Oorlog tegen Pruisen en Rusland

Intussen waren de betrekkingen tussen Frankrijk en Pruisen verslechterd. Nadat laatstgenoemde een geheim verbond met Rusland had gesloten, kreeg Napoleon I op 26 augustus 1806 het definitieve bevel zijn troepen achter de Rijn terug te trekken. De keizer beschouwde dit als een oorlogsverklaring. In oktober 1806 rukte hij met zijn troepen op van de Main door Thüringen naar de Pruisische hoofdstad Berlijn. Het Pruisische leger, verslagen in de slag bij Jena en Auerstedt, viel in de daaropvolgende weken bijna uiteen. Het vorstendom Erfurt werd als keizerlijk rijksdomein rechtstreeks onder Napoleon I geplaatst, terwijl de omliggende Thüringse deelstaten toetraden tot de Rijnbond. De Grande Armée marcheerde Berlijn binnen.

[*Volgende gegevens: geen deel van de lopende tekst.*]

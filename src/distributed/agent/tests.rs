use tokio::io::{BufReader, DuplexStream, ReadHalf, WriteHalf};

use crate::benchmark::Benchmark;
use crate::error::{AppError, AppResult, DistributedError};
use crate::phase::compiler::{ModelTemplate, PhaseTemplate};
use crate::phase::{PhaseStatus, Scenario};
use crate::stats::CustomValue;

use super::{AgentOptions, IdleDriver, serve_agent};
use crate::distributed::protocol::{
    AgentCommand, AgentControlMessage, AgentReplyMessage, HelloReply, PhaseChangeMessage,
    PhaseCommand, PhaseControlMessage, WireMessage, read_message, send_message,
};

struct FakeController {
    reader: BufReader<ReadHalf<DuplexStream>>,
    writer: WriteHalf<DuplexStream>,
    custom: Vec<(String, CustomValue)>,
}

impl FakeController {
    fn new(stream: DuplexStream) -> Self {
        let (read_half, writer) = tokio::io::split(stream);
        Self {
            reader: BufReader::new(read_half),
            writer,
            custom: Vec::new(),
        }
    }

    async fn send(&mut self, message: WireMessage) -> AppResult<()> {
        send_message(&mut self.writer, &message).await
    }

    /// Next message that is not a periodic statistics flush.
    async fn next(&mut self) -> AppResult<WireMessage> {
        loop {
            let message = read_message(&mut self.reader).await?;
            match message {
                WireMessage::Stats(_) => {}
                WireMessage::CustomData(custom) => {
                    self.custom.push((custom.key, custom.value));
                }
                WireMessage::Hello(_)
                | WireMessage::HelloReply(_)
                | WireMessage::AgentControl(_)
                | WireMessage::AgentReply(_)
                | WireMessage::PhaseControl(_)
                | WireMessage::PhaseChange(_)
                | WireMessage::Error(_) => return Ok(message),
            }
        }
    }

    async fn control(
        &mut self,
        request_id: u64,
        command: AgentCommand,
        benchmark: Option<Benchmark>,
    ) -> AppResult<AgentReplyMessage> {
        self.send(WireMessage::AgentControl(Box::new(AgentControlMessage {
            request_id,
            command,
            run_id: "0001".to_owned(),
            agent_id: 0,
            benchmark,
            include_inactive: true,
        })))
        .await?;
        let message = self.next().await?;
        let kind = message.kind();
        let WireMessage::AgentReply(reply) = message else {
            return Err(AppError::distributed(format!(
                "Expected reply to {}, got {}",
                request_id, kind
            )));
        };
        if reply.request_id != request_id {
            return Err(AppError::distributed(format!(
                "Reply {} does not match request {}",
                reply.request_id, request_id
            )));
        }
        Ok(reply)
    }

    async fn phase(&mut self, command: PhaseCommand, phase: &str) -> AppResult<()> {
        self.send(WireMessage::PhaseControl(PhaseControlMessage {
            command,
            run_id: "0001".to_owned(),
            phase: phase.to_owned(),
        }))
        .await
    }

    async fn phase_change(&mut self) -> AppResult<PhaseChangeMessage> {
        let message = self.next().await?;
        let kind = message.kind();
        let WireMessage::PhaseChange(change) = message else {
            return Err(AppError::distributed(format!(
                "Expected phase change, got {}",
                kind
            )));
        };
        Ok(change)
    }

    async fn accept_hello(&mut self) -> AppResult<String> {
        let WireMessage::Hello(hello) = self.next().await? else {
            return Err(AppError::distributed("Expected hello first"));
        };
        self.send(WireMessage::HelloReply(HelloReply {
            accepted: true,
            run_id: Some("0001".to_owned()),
            message: None,
        }))
        .await?;
        Ok(hello.name)
    }
}

fn benchmark() -> AppResult<Benchmark> {
    let template = PhaseTemplate::new("warmup", ModelTemplate::at_once(5))
        .scenario(Scenario::new(vec!["main".to_owned()]))?;
    Ok(Benchmark::builder("agent-test")
        .phase(template)
        .statistics_period(50)
        .build()?)
}

async fn scripted_run(controller: &mut FakeController) -> AppResult<()> {
    let name = controller.accept_hello().await?;
    if name != "agent-a" {
        return Err(AppError::distributed(format!("Unexpected agent {}", name)));
    }

    let reply = controller
        .control(1, AgentCommand::Initialize, Some(benchmark()?))
        .await?;
    if !reply.success {
        return Err(AppError::distributed("Initialize should succeed"));
    }
    let busy = controller
        .control(2, AgentCommand::Initialize, Some(benchmark()?))
        .await?;
    if busy.success || busy.error.as_deref() != Some("Another simulation is running!") {
        return Err(AppError::distributed("Second initialize should be refused"));
    }

    controller.phase(PhaseCommand::Run, "warmup").await?;
    for expected in [PhaseStatus::Running, PhaseStatus::Finished] {
        let change = controller.phase_change().await?;
        if change.status != expected || change.phase != "warmup" || !change.successful {
            return Err(AppError::distributed(format!(
                "Expected {} got {}",
                expected, change.status
            )));
        }
    }

    let sessions = controller.control(3, AgentCommand::ListSessions, None).await?;
    if sessions.lines.len() != 1 {
        return Err(AppError::distributed("Expected one session line"));
    }

    controller.phase(PhaseCommand::TryTerminate, "warmup").await?;
    let terminated = controller.phase_change().await?;
    if terminated.status != PhaseStatus::Terminated {
        return Err(AppError::distributed("Expected termination"));
    }
    if controller.custom != vec![("sessions".to_owned(), CustomValue::Counter(5))] {
        return Err(AppError::distributed(
            "Custom data should arrive before termination",
        ));
    }

    let reset = controller.control(4, AgentCommand::Reset, None).await?;
    if !reset.success {
        return Err(AppError::distributed("Reset should succeed"));
    }
    Ok(())
}

#[tokio::test(flavor = "current_thread")]
async fn agent_serves_a_run_until_reset() -> AppResult<()> {
    let (agent_side, controller_side) = tokio::io::duplex(64 * 1024);
    let options = AgentOptions::new("agent-a", "local");
    let mut driver = IdleDriver::new();
    let mut controller = FakeController::new(controller_side);

    let (agent_result, script_result) = tokio::join!(
        serve_agent(agent_side, &options, &mut driver),
        scripted_run(&mut controller)
    );
    script_result?;
    agent_result
}

#[tokio::test(flavor = "current_thread")]
async fn unknown_phase_is_reported_as_failed() -> AppResult<()> {
    let (agent_side, controller_side) = tokio::io::duplex(64 * 1024);
    let options = AgentOptions::new("agent-a", "local");
    let mut driver = IdleDriver::new();
    let mut controller = FakeController::new(controller_side);

    let script = async {
        controller.accept_hello().await?;
        controller
            .control(1, AgentCommand::Initialize, Some(benchmark()?))
            .await?;
        controller.phase(PhaseCommand::Run, "missing").await?;
        let change = controller.phase_change().await?;
        if change.successful || change.status != PhaseStatus::Terminated {
            return Err(AppError::distributed("Unknown phase should fail"));
        }
        controller.control(2, AgentCommand::Reset, None).await?;
        Ok::<(), AppError>(())
    };
    let (agent_result, script_result) =
        tokio::join!(serve_agent(agent_side, &options, &mut driver), script);
    script_result?;
    agent_result
}

#[tokio::test(flavor = "current_thread")]
async fn rejected_registration_ends_session() -> AppResult<()> {
    let (agent_side, controller_side) = tokio::io::duplex(4096);
    let options = AgentOptions::new("agent-a", "local");
    let mut driver = IdleDriver::new();
    let mut controller = FakeController::new(controller_side);

    let script = async {
        controller.next().await?;
        controller
            .send(WireMessage::HelloReply(HelloReply {
                accepted: false,
                run_id: None,
                message: Some("Unknown agent".to_owned()),
            }))
            .await
    };
    let (agent_result, script_result) =
        tokio::join!(serve_agent(agent_side, &options, &mut driver), script);
    script_result?;
    match agent_result {
        Err(AppError::Distributed(DistributedError::RegistrationRejected { message }))
            if message == "Unknown agent" =>
        {
            Ok(())
        }
        Err(err) => Err(AppError::distributed(format!("Unexpected error {}", err))),
        Ok(()) => Err(AppError::distributed("Rejected agent should fail")),
    }
}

Nu ondersteunde het Russische leger, dat Oost-Pruisen was binnengetrokken, de Pruisische troepen die daarheen waren ontsnapt. Tijdens de veldtocht werden de beperkingen van het Napoleontische leger voor het eerst duidelijk. Het land was te uitgestrekt en de wegen te slecht voor snelle troepenbewegingen. De bevoorrading van het leger was onvoldoende en de Russen onder generaal Levin August von Bennigsen trokken zich steeds verder terug zonder zich in de strijd te laten betrekken. De winter van 1806

Pas op 8 februari 1807 vond de Slag bij Preußisch Eylau plaats zonder dat een beslissing werd genomen. Op 14 juni 1807 kon Napoleon I Bennigsen beslissend verslaan in de Slag bij Friedland. Op 7 juli sloten Frankrijk, Rusland en Pruisen de Vrede van Tilsit. Voor Pruisen waren de gedicteerde vredesvoorwaarden catastrofaal. Alle gebieden ten westen van de Elbe gingen verloren en werden de basis voor het nieuwe Koninkrijk Westfalen. De gebieden die door Pruisen bij de Poolse delingen van 1793 en 1795 werden ingelijfd, werden tot het hertogdom Warschau verheven. Het Pruisische bestuursgebied Bayreuth werd als “pays réservé” onder Frans militair bestuur geplaatst en in 1810 aan het Koninkrijk Beieren verkocht. Al met al verloor Pruisen ongeveer de helft van zijn vroegere grondgebied, moest het hoge tributies betalen en mocht het slechts in beperkte mate een leger handhaven.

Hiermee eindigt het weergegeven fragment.